- [Task to carry out] Begin at the top of the records and copy each line exactly. The line containing "all, is monthly" is the last one to include.

(Saved entries)

╔══

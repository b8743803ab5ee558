//! Reporting periods and the windows they resolve to

use std::fmt;

use chrono::{DateTime, Duration, Months, Utc};
use serde::{Deserialize, Serialize};

/// Requested reporting period
#[derive(Debug, Clone, Copy, PartialEq, Eq, Hash, Serialize, Deserialize)]
#[serde(rename_all = "snake_case")]
pub enum ReportPeriod {
    Weekly,
    Monthly,
    Quarterly,
}

impl Default for ReportPeriod {
    fn default() -> Self {
        ReportPeriod::Monthly
    }
}

impl ReportPeriod {
    /// Lenient parse; anything unrecognized, or nothing at all, is monthly
    pub fn parse_or_default(input: Option<&str>) -> Self {
        let Some(raw) = input else {
            return Self::default();
        };

        match raw.trim().to_ascii_lowercase().as_str() {
            "weekly" | "week" | "7d" => ReportPeriod::Weekly,
            "monthly" | "month" | "30d" => ReportPeriod::Monthly,
            "quarterly" | "quarter" | "90d" => ReportPeriod::Quarterly,
            other => {
                tracing::debug!(period = other, "unrecognized report period, using monthly");
                Self::default()
            }
        }
    }

    pub fn as_str(&self) -> &'static str {
        match self {
            ReportPeriod::Weekly => "weekly",
            ReportPeriod::Monthly => "monthly",
            ReportPeriod::Quarterly => "quarterly",
        }
    }
}

impl fmt::Display for ReportPeriod {
    fn fmt(&self, f: &mut fmt::Formatter<'_>) -> fmt::Result {
        f.write_str(self.as_str())
    }
}

/// Half-open `[start, end)` window ending at the anchor time
#[derive(Debug, Clone, Copy, PartialEq, Eq, Serialize, Deserialize)]
pub struct ReportingWindow {
    pub period: ReportPeriod,
    pub start: DateTime<Utc>,
    pub end: DateTime<Utc>,
}

impl ReportingWindow {
    /// Window for `period` ending at `now`.
    ///
    /// Months are calendar months, clamped to the last day of a shorter month.
    pub fn ending_at(period: ReportPeriod, now: DateTime<Utc>) -> Self {
        let start = match period {
            ReportPeriod::Weekly => now - Duration::days(7),
            ReportPeriod::Monthly => now
                .checked_sub_months(Months::new(1))
                .unwrap_or_else(|| now - Duration::days(30)),
            ReportPeriod::Quarterly => now
                .checked_sub_months(Months::new(3))
                .unwrap_or_else(|| now - Duration::days(90)),
        };

        Self {
            period,
            start,
            end: now,
        }
    }

    /// `YYYY-MM-DD to YYYY-MM-DD`
    pub fn label(&self) -> String {
        format!(
            "{} to {}",
            self.start.format("%Y-%m-%d"),
            self.end.format("%Y-%m-%d")
        )
    }
}
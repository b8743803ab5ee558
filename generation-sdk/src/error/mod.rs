//! Error handling for the generation layer
//!
//! This module provides the structural error taxonomy that:
//! - Classifies every failure once, at the transport/normalizer boundary
//! - Decides which failures are retried, absorbed by a fallback, or fatal
//! - Carries rich context (status code, provider code, attempt) for logging
//! - Provides a convenient Result type alias

use std::collections::HashMap;
use std::fmt;

use serde::{Deserialize, Serialize};
use thiserror::Error;

pub mod mapping;

/// Result type for generation operations
pub type Result<T> = std::result::Result<T, GenerationError>;

/// Structural classification of a generation failure
#[derive(Debug, Clone, Copy, PartialEq, Eq, Hash, Serialize, Deserialize)]
#[serde(rename_all = "snake_case")]
pub enum ErrorKind {
    /// Missing or invalid provider credential, or a request the provider rejects as malformed
    Configuration,
    /// The provider refused the credential (HTTP 401/403)
    Authentication,
    /// The account has no quota left (HTTP 429 with a quota code)
    QuotaExceeded,
    /// The provider throttled the request (HTTP 429)
    RateLimitExceeded,
    /// Timeout, connection failure, 5xx or an empty completion
    TransientNetwork,
    /// The completion text could not be recovered into the tool schema
    Parse,
    /// Unknown tool or missing required input field
    Validation,
    /// The caller abandoned the call
    Cancelled,
}

impl ErrorKind {
    /// Fatal kinds surface to the caller as an error and are never retried
    pub fn is_fatal(&self) -> bool {
        matches!(
            self,
            ErrorKind::Configuration
                | ErrorKind::Authentication
                | ErrorKind::QuotaExceeded
                | ErrorKind::Validation
                | ErrorKind::Cancelled
        )
    }

    /// Whether another attempt may succeed
    pub fn is_retryable(&self) -> bool {
        matches!(self, ErrorKind::RateLimitExceeded | ErrorKind::TransientNetwork)
    }

    /// Whether the failure is absorbed by returning fallback content
    pub fn triggers_fallback(&self) -> bool {
        matches!(
            self,
            ErrorKind::RateLimitExceeded | ErrorKind::TransientNetwork | ErrorKind::Parse
        )
    }

    /// Stable snake_case name used in logs and usage records
    pub fn as_str(&self) -> &'static str {
        match self {
            ErrorKind::Configuration => "configuration_error",
            ErrorKind::Authentication => "authentication_error",
            ErrorKind::QuotaExceeded => "quota_exceeded",
            ErrorKind::RateLimitExceeded => "rate_limit_exceeded",
            ErrorKind::TransientNetwork => "transient_network_error",
            ErrorKind::Parse => "parse_error",
            ErrorKind::Validation => "validation_error",
            ErrorKind::Cancelled => "cancelled",
        }
    }

    /// Message suitable for showing to the end user
    pub fn user_message(&self) -> &'static str {
        match self {
            ErrorKind::Configuration => {
                "The content service is not configured. Please configure your API key."
            }
            ErrorKind::Authentication => {
                "The content service rejected the API key. Please check your API key."
            }
            ErrorKind::QuotaExceeded => {
                "The content service quota is exhausted. Please check your plan and billing."
            }
            ErrorKind::RateLimitExceeded => {
                "The content service is busy. Please retry later."
            }
            ErrorKind::TransientNetwork => {
                "The content service is temporarily unavailable. Please retry later."
            }
            ErrorKind::Parse => "The generated content could not be read. Please retry.",
            ErrorKind::Validation => "Some required fields are missing. Please complete the form.",
            ErrorKind::Cancelled => "The request was cancelled.",
        }
    }
}

impl fmt::Display for ErrorKind {
    fn fmt(&self, f: &mut fmt::Formatter<'_>) -> fmt::Result {
        f.write_str(self.as_str())
    }
}

/// Main error type for the generation layer
#[derive(Error, Debug)]
pub enum GenerationError {
    /// Configuration errors
    #[error("Configuration error: {0}")]
    Configuration(String),

    /// Authentication errors
    #[error("Authentication error: {0}")]
    Authentication(String),

    /// Quota exhausted errors
    #[error("Quota exceeded: {0}")]
    QuotaExceeded(String),

    /// Rate limiting errors
    #[error("Rate limit exceeded: {0}")]
    RateLimit(String),

    /// Timeouts, connection failures and server errors
    #[error("Transient network error: {0}")]
    TransientNetwork(String),

    /// Response parsing errors
    #[error("Parsing error: {0}")]
    Parse(String),

    /// Request validation errors
    #[error("Validation error: {0}")]
    Validation(String),

    /// Cancelled by the caller
    #[error("Cancelled: {0}")]
    Cancelled(String),

    /// Errors with additional context
    #[error("{inner}")]
    WithContext {
        inner: Box<GenerationError>,
        context: ErrorContext,
    },
}

impl GenerationError {
    /// Create a configuration error
    pub fn configuration(message: impl Into<String>) -> Self {
        GenerationError::Configuration(message.into())
    }

    /// Create an authentication error
    pub fn authentication(message: impl Into<String>) -> Self {
        GenerationError::Authentication(message.into())
    }

    /// Create a quota exceeded error
    pub fn quota_exceeded(message: impl Into<String>) -> Self {
        GenerationError::QuotaExceeded(message.into())
    }

    /// Create a rate limit error
    pub fn rate_limit(message: impl Into<String>) -> Self {
        GenerationError::RateLimit(message.into())
    }

    /// Create a transient network error
    pub fn transient(message: impl Into<String>) -> Self {
        GenerationError::TransientNetwork(message.into())
    }

    /// Create a parsing error
    pub fn parse(message: impl Into<String>) -> Self {
        GenerationError::Parse(message.into())
    }

    /// Create a validation error
    pub fn validation(message: impl Into<String>) -> Self {
        GenerationError::Validation(message.into())
    }

    /// Create a cancellation error
    pub fn cancelled(message: impl Into<String>) -> Self {
        GenerationError::Cancelled(message.into())
    }

    /// Build an error of the given kind
    pub fn from_kind(kind: ErrorKind, message: impl Into<String>) -> Self {
        let message = message.into();
        match kind {
            ErrorKind::Configuration => GenerationError::Configuration(message),
            ErrorKind::Authentication => GenerationError::Authentication(message),
            ErrorKind::QuotaExceeded => GenerationError::QuotaExceeded(message),
            ErrorKind::RateLimitExceeded => GenerationError::RateLimit(message),
            ErrorKind::TransientNetwork => GenerationError::TransientNetwork(message),
            ErrorKind::Parse => GenerationError::Parse(message),
            ErrorKind::Validation => GenerationError::Validation(message),
            ErrorKind::Cancelled => GenerationError::Cancelled(message),
        }
    }

    /// The structural kind of this error
    pub fn kind(&self) -> ErrorKind {
        match self {
            GenerationError::Configuration(_) => ErrorKind::Configuration,
            GenerationError::Authentication(_) => ErrorKind::Authentication,
            GenerationError::QuotaExceeded(_) => ErrorKind::QuotaExceeded,
            GenerationError::RateLimit(_) => ErrorKind::RateLimitExceeded,
            GenerationError::TransientNetwork(_) => ErrorKind::TransientNetwork,
            GenerationError::Parse(_) => ErrorKind::Parse,
            GenerationError::Validation(_) => ErrorKind::Validation,
            GenerationError::Cancelled(_) => ErrorKind::Cancelled,
            GenerationError::WithContext { inner, .. } => inner.kind(),
        }
    }

    /// Add context to an existing error
    pub fn with_context(self, context: ErrorContext) -> Self {
        GenerationError::WithContext {
            inner: Box::new(self),
            context,
        }
    }

    /// Add a single context key/value to an existing error
    pub fn with_context_value(self, key: impl Into<String>, value: impl fmt::Display) -> Self {
        match self {
            GenerationError::WithContext { inner, mut context } => {
                context.add(key, value);
                GenerationError::WithContext { inner, context }
            }
            other => {
                let mut context = ErrorContext::new();
                context.add(key, value);
                other.with_context(context)
            }
        }
    }

    /// Record the attempt index the error was observed on
    pub fn at_attempt(self, attempt: u32) -> Self {
        match self {
            GenerationError::WithContext { inner, context } => GenerationError::WithContext {
                inner,
                context: context.attempt(attempt),
            },
            other => other.with_context(ErrorContext::new().attempt(attempt)),
        }
    }

    /// Get the attached context, if any
    pub fn context(&self) -> Option<&ErrorContext> {
        match self {
            GenerationError::WithContext { context, .. } => Some(context),
            _ => None,
        }
    }

    /// Get the provider error code if available
    pub fn error_code(&self) -> Option<&str> {
        self.context().and_then(|c| c.error_code.as_deref())
    }

    /// Get the HTTP status code if available
    pub fn status_code(&self) -> Option<u16> {
        self.context().and_then(|c| c.status_code)
    }

    /// Check if this is a retryable error
    pub fn is_retryable(&self) -> bool {
        self.kind().is_retryable()
    }

    /// Check if this error must surface to the caller
    pub fn is_fatal(&self) -> bool {
        self.kind().is_fatal()
    }
}

/// Error context information
#[derive(Debug, Clone, PartialEq)]
pub struct ErrorContext {
    /// Service that generated the error
    pub service: String,

    /// When the error was observed
    pub timestamp: Option<chrono::DateTime<chrono::Utc>>,

    /// HTTP status code if applicable
    pub status_code: Option<u16>,

    /// Provider-specific error code
    pub error_code: Option<String>,

    /// Request ID for tracing
    pub request_id: Option<String>,

    /// Attempt index the error was observed on
    pub attempt: Option<u32>,

    /// Additional context data
    pub data: HashMap<String, String>,
}

impl Default for ErrorContext {
    fn default() -> Self {
        Self {
            service: "unknown".to_string(),
            timestamp: Some(chrono::Utc::now()),
            status_code: None,
            error_code: None,
            request_id: None,
            attempt: None,
            data: HashMap::new(),
        }
    }
}

impl ErrorContext {
    /// Create a new error context
    pub fn new() -> Self {
        Self::default()
    }

    /// Create a new error context for a specific service
    pub fn for_service(service: impl Into<String>) -> Self {
        Self {
            service: service.into(),
            ..Self::default()
        }
    }

    /// Add an HTTP status code
    pub fn status_code(mut self, code: u16) -> Self {
        self.status_code = Some(code);
        self
    }

    /// Add a provider error code
    pub fn error_code(mut self, code: impl Into<String>) -> Self {
        self.error_code = Some(code.into());
        self
    }

    /// Add a request ID
    pub fn request_id(mut self, id: impl Into<String>) -> Self {
        self.request_id = Some(id.into());
        self
    }

    /// Add the attempt index
    pub fn attempt(mut self, attempt: u32) -> Self {
        self.attempt = Some(attempt);
        self
    }

    /// Add a context value
    pub fn add<K, V>(&mut self, key: K, value: V)
    where
        K: Into<String>,
        V: fmt::Display,
    {
        self.data.insert(key.into(), value.to_string());
    }

    /// Add a context value and return self (builder pattern)
    pub fn with<K, V>(mut self, key: K, value: V) -> Self
    where
        K: Into<String>,
        V: fmt::Display,
    {
        self.add(key, value);
        self
    }
}

/// Convert reqwest errors to GenerationError
impl From<reqwest::Error> for GenerationError {
    fn from(err: reqwest::Error) -> Self {
        let context = ErrorContext::for_service("http_client");

        let error = if err.is_builder() {
            GenerationError::configuration(format!("Invalid request: {}", err))
        } else if err.is_timeout() {
            GenerationError::transient(format!("Request timed out: {}", err))
        } else if err.is_connect() {
            GenerationError::transient(format!("Connection error: {}", err))
        } else if err.is_decode() {
            GenerationError::transient(format!("Response decode error: {}", err))
        } else {
            GenerationError::transient(format!("HTTP client error: {}", err))
        };

        if let Some(status) = err.status() {
            error.with_context(context.status_code(status.as_u16()))
        } else {
            error.with_context(context)
        }
    }
}

/// Convert serde_json errors to GenerationError
impl From<serde_json::Error> for GenerationError {
    fn from(err: serde_json::Error) -> Self {
        GenerationError::parse(format!("JSON error: {}", err))
            .with_context(ErrorContext::for_service("json"))
    }
}
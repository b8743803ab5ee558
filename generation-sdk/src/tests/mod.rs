//! Unit tests for the Generation SDK
//!
//! This module contains tests for the pipeline components and their wiring.

pub mod support;

pub mod config_tests;
pub mod resilience_tests;
pub mod schema_fallback_tests;
//! Service-specific client implementations
//!
//! This module contains the client for the remote generation provider.

pub mod provider;
mod common;

pub use common::UserAgent;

╚══

- [Written response]
repository b8743803ab5ee558
//! Reporting periods and the windows they resolve to

use std::fmt;

use chrono::{DateTime, Duration, Months, Utc};
use serde::{Deserialize, Serialize};

/// Requested reporting period
#[derive(Debug, Clone, Copy, PartialEq, Eq, Hash, Serialize, Deserialize)]
#[serde(rename_all = "snake_case")]
pub enum ReportPeriod {
    Weekly,
    Monthly,
    Quarterly,
}

impl Default for ReportPeriod {
    fn default() -> Self {
        ReportPeriod::Monthly
    }
}

impl ReportPeriod {
    /// Lenient parse; anything unrecognized, or nothing at all, is monthly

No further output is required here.